Well if Julien Assange doesn't get off by pointing out that the women he had sex with consented initially, maybe he could try this one.


----------



## Shalimar (Dec 16, 2015)

If this slime can accidentally penetrate someone, they both must be mutants.


----------



## SifuPhil (Dec 16, 2015)

I played Frisbee golf once while I was drunk but never got a hole-in-one ...


----------



## Shalimar (Dec 16, 2015)

Yes Philly, frisbee, like pole vaulting, clearly benefit from having a clear head.


----------



## SifuPhil (Dec 16, 2015)

I just can't believe this guy got away with this, but then I shouldn't be surprised - money talks.


----------



## imp (Dec 16, 2015)

Wonder how much it cost him?   imp


----------



## SifuPhil (Dec 16, 2015)

imp said:


> Wonder how much it cost him?   imp



Probably not as much as a jail sentence ...


----------



## Butterfly (Dec 16, 2015)

SifuPhil said:


> I just can't believe this guy got away with this, but then I shouldn't be surprised - money talks.



Evidently it talks pretty loudly in this case.  This is the stupidest defense I've ever heard.  Gimme a break!!  Accidental sex???


----------



## QuickSilver (Dec 16, 2015)

Isn't there an old saying   "she fell pregnant"    That must be the female version.. she accidently fell on a penis.. and whoopsie...


----------



## SifuPhil (Dec 16, 2015)

Butterfly said:


> Evidently it talks pretty loudly in this case.  This is the stupidest defense I've ever heard.  Gimme a break!!  Accidental sex???



I've had accidental sex before but we always apologized to each other in the morning. 

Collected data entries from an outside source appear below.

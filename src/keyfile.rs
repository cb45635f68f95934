//! WebSphere LTPA key export, a Java `.properties` file.

use crate::error::{LtpaError, Result};
use serde::Serialize;
use std::collections::HashMap;
use std::path::Path;

pub const VERSION: &str = "com.ibm.websphere.ltpa.version";
pub const CREATION_DATE: &str = "com.ibm.websphere.CreationDate";
pub const CREATION_HOST: &str = "com.ibm.websphere.CreationHost";
pub const REALM: &str = "com.ibm.websphere.ltpa.Realm";
pub const PUBLIC_KEY: &str = "com.ibm.websphere.ltpa.PublicKey";
pub const DES3_KEY: &str = "com.ibm.websphere.ltpa.3DESKey";
pub const PRIVATE_KEY: &str = "com.ibm.websphere.ltpa.PrivateKey";

/// The key file fields, `des3_key` and `private_key` are still encrypted with the export password.
#[derive(Clone, Debug, Default, PartialEq, Eq, Serialize)]
#[serde(rename_all = "camelCase")]
pub struct Keyfile {
    pub version: String,
    pub creation_date: String,
    pub creation_host: String,
    pub realm: String,
    pub public_key: String,
    pub des3_key: String,
    pub private_key: String,
}

impl Keyfile {
    pub fn from_properties(props: &HashMap<String, String>) -> Result<Self> {
        let required = |name: &str| {
            props
                .get(name)
                .filter(|v| !v.is_empty())
                .cloned()
                .ok_or_else(|| LtpaError::InvalidArgument(format!("key file has no `{name}`")))
        };
        let optional = |name: &str| props.get(name).cloned().unwrap_or_default();

        Ok(Self {
            version: optional(VERSION),
            creation_date: optional(CREATION_DATE),
            creation_host: optional(CREATION_HOST),
            realm: optional(REALM),
            public_key: optional(PUBLIC_KEY),
            des3_key: required(DES3_KEY)?,
            private_key: required(PRIVATE_KEY)?,
        })
    }

    /// `com.ibm.websphere.ltpa.version` as a number, `None` when absent or not an integer.
    pub fn version_number(&self) -> Option<u32> {
        self.version.trim().parse().ok()
    }
}

impl std::str::FromStr for Keyfile {
    type Err = LtpaError;

    fn from_str(s: &str) -> Result<Self> {
        Self::from_properties(&parse_properties(s)?)
    }
}

pub fn read_keyfile<P: AsRef<Path>>(path: P) -> Result<Keyfile> {
    let path = path.as_ref();
    let text = std::fs::read_to_string(path)
        .map_err(|e| LtpaError::Keyfile(format!("read `{}` failed, {e}", path.display())))?;

    log::debug!("read key file `{}`", path.display());
    text.parse()
}

/// Java `.properties` syntax: `#`/`!` comments, `=`, `:` or blank as separator, `\` escapes and line
/// continuations.
pub fn parse_properties(text: &str) -> Result<HashMap<String, String>> {
    let mut props = HashMap::new();
    for (line_no, line) in logical_lines(text) {
        let (key, value) = split_entry(line.as_str());
        props.insert(unescape(key, line_no)?, unescape(value, line_no)?);
    }
    Ok(props)
}

fn logical_lines(text: &str) -> Vec<(usize, String)> {
    let mut lines = Vec::new();
    let mut pending: Option<(usize, String)> = None;

    for (i, line) in text.lines().enumerate() {
        let line = line.trim_start();
        let (line_no, mut buf) = match pending.take() {
            Some(x) => x,
            None if line.is_empty() || line.starts_with('#') || line.starts_with('!') => continue,
            None => (i + 1, String::new()),
        };

        let continued = line.chars().rev().take_while(|&c| c == '\\').count() % 2 == 1;
        if continued {
            buf.push_str(&line[..line.len() - 1]);
            pending = Some((line_no, buf));
        } else {
            buf.push_str(line);
            lines.push((line_no, buf));
        }
    }

    lines.extend(pending);
    lines
}

fn is_blank(c: char) -> bool {
    matches!(c, ' ' | '\t' | '\x0c')
}

// raw key and value, escapes still in place
fn split_entry(line: &str) -> (&str, &str) {
    let mut escaped = false;
    let mut end = line.len();
    for (i, c) in line.char_indices() {
        if escaped {
            escaped = false;
        } else if c == '\\' {
            escaped = true;
        } else if c == '=' || c == ':' || is_blank(c) {
            end = i;
            break;
        }
    }

    let (key, rest) = line.split_at(end);
    let rest = rest.trim_start_matches(is_blank);
    let rest = rest
        .strip_prefix(|c: char| c == '=' || c == ':')
        .unwrap_or(rest)
        .trim_start_matches(is_blank);
    (key, rest)
}

fn unescape(s: &str, line_no: usize) -> Result<String> {
    let mut out = String::with_capacity(s.len());
    let mut chars = s.chars();
    while let Some(c) = chars.next() {
        if c != '\\' {
            out.push(c);
            continue;
        }

        match chars.next() {
            Some('t') => out.push('\t'),
            Some('n') => out.push('\n'),
            Some('r') => out.push('\r'),
            Some('f') => out.push('\x0c'),
            Some('u') => {
                let hex = chars.by_ref().take(4).collect::<String>();
                let c = u32::from_str_radix(hex.as_str(), 16)
                    .ok()
                    .filter(|_| hex.len() == 4)
                    .and_then(char::from_u32)
                    .ok_or_else(|| {
                        LtpaError::Keyfile(format!("line {line_no}: invalid `\\u{hex}` escape"))
                    })?;
                out.push(c);
            }
            Some(c) => out.push(c),
            None => {}
        }
    }
    Ok(out)
}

Seriously - I just can't believe it.



QuickSilver said:


> Isn't there an old saying   "she fell pregnant"    That must be the female version.. she accidently fell on a penis.. and whoopsie...



Yeah, there's also an old saying "falling on your sword" - I think they both apply here ...


----------



## Shalimar (Dec 16, 2015)

Obviously he has balance issues, perhaps yoga or ballet? Or if all else fails, penile reduction surgery?


----------



## SifuPhil (Dec 16, 2015)

Shalimar said:


> Obviously he has balance issues, perhaps yoga or ballet? Or if all else fails, penile reduction surgery?

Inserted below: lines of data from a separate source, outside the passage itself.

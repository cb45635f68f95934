//! Block cipher primitives behind fixed-size block traits.
//!
//! The primitives themselves come from the RustCrypto `des` and `aes` crates, the wrappers only adapt
//! them to the `[u8; N]` block interface that the cipher modes in this crate are written against.

pub trait BlockEncrypt<const BLOCK_SIZE: usize> {
    fn encrypt_block(&self, plaintext: &[u8; BLOCK_SIZE]) -> [u8; BLOCK_SIZE];
}

pub trait BlockDecrypt<const BLOCK_SIZE: usize> {
    fn decrypt_block(&self, ciphertext: &[u8; BLOCK_SIZE]) -> [u8; BLOCK_SIZE];
}

mod aes128;
pub use aes128::AES128;

mod tdes;
pub use tdes::TDES;
use std::{error::Error, fmt::Display};

#[derive(Clone, Debug, PartialEq, Eq)]
pub enum CipherError {
    /// invalid block size
    InvalidBlockSize { target: usize, real: usize },

    /// invalid key size
    InvalidKeySize { target: usize, real: usize },

    /// ciphertext is empty or not a whole number of blocks
    InvalidCiphertextLen { block_size: usize, real: usize },

    UnpaddingNotMatch(String),

    InvalidPrivateKey(String),

    InvalidPublicKey(String),

    SignFailed(String),

    ValidateFailed(String),
}

impl Display for CipherError {
    fn fmt(&self, f: &mut std::fmt::Formatter<'_>) -> std::fmt::Result {
        match self {
            Self::InvalidBlockSize { target, real } => f.write_fmt(format_args!(
                "Invalid block data size `{real}` not match to target size `{target}`"
            )),
            Self::InvalidKeySize { target, real } => {
                f.write_fmt(format_args!("Invalid key size `{real}` not match to target size `{target}`"))
            }
            Self::InvalidCiphertextLen { block_size, real } => f.write_fmt(format_args!(
                "Invalid ciphertext length `{real}`, need a non-zero multiple of `{block_size}`"
            )),
            Self::UnpaddingNotMatch(s) => f.write_fmt(format_args!("unpadding failed for the {s}")),
            Self::InvalidPrivateKey(s) => f.write_fmt(format_args!("invalid private key: {s}")),
            Self::InvalidPublicKey(s) => f.write_fmt(format_args!("invalid public key: {s}")),
            Self::SignFailed(s) => f.write_fmt(format_args!("sign failed: {s}")),
            Self::ValidateFailed(s) => f.write_fmt(format_args!("signature validate failed: {s}")),
        }
    }
}

impl Error for CipherError {}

Castration might be a better medical solution ...


----------



## WhatInThe (Dec 16, 2015)

The article say his penis "may" have accidentaly been poking through his underwear as he tripped. So a trip/fall takes about once second in which his pants came down and penis 'worked' his way through his underwear, all in about a second or so-uh huh.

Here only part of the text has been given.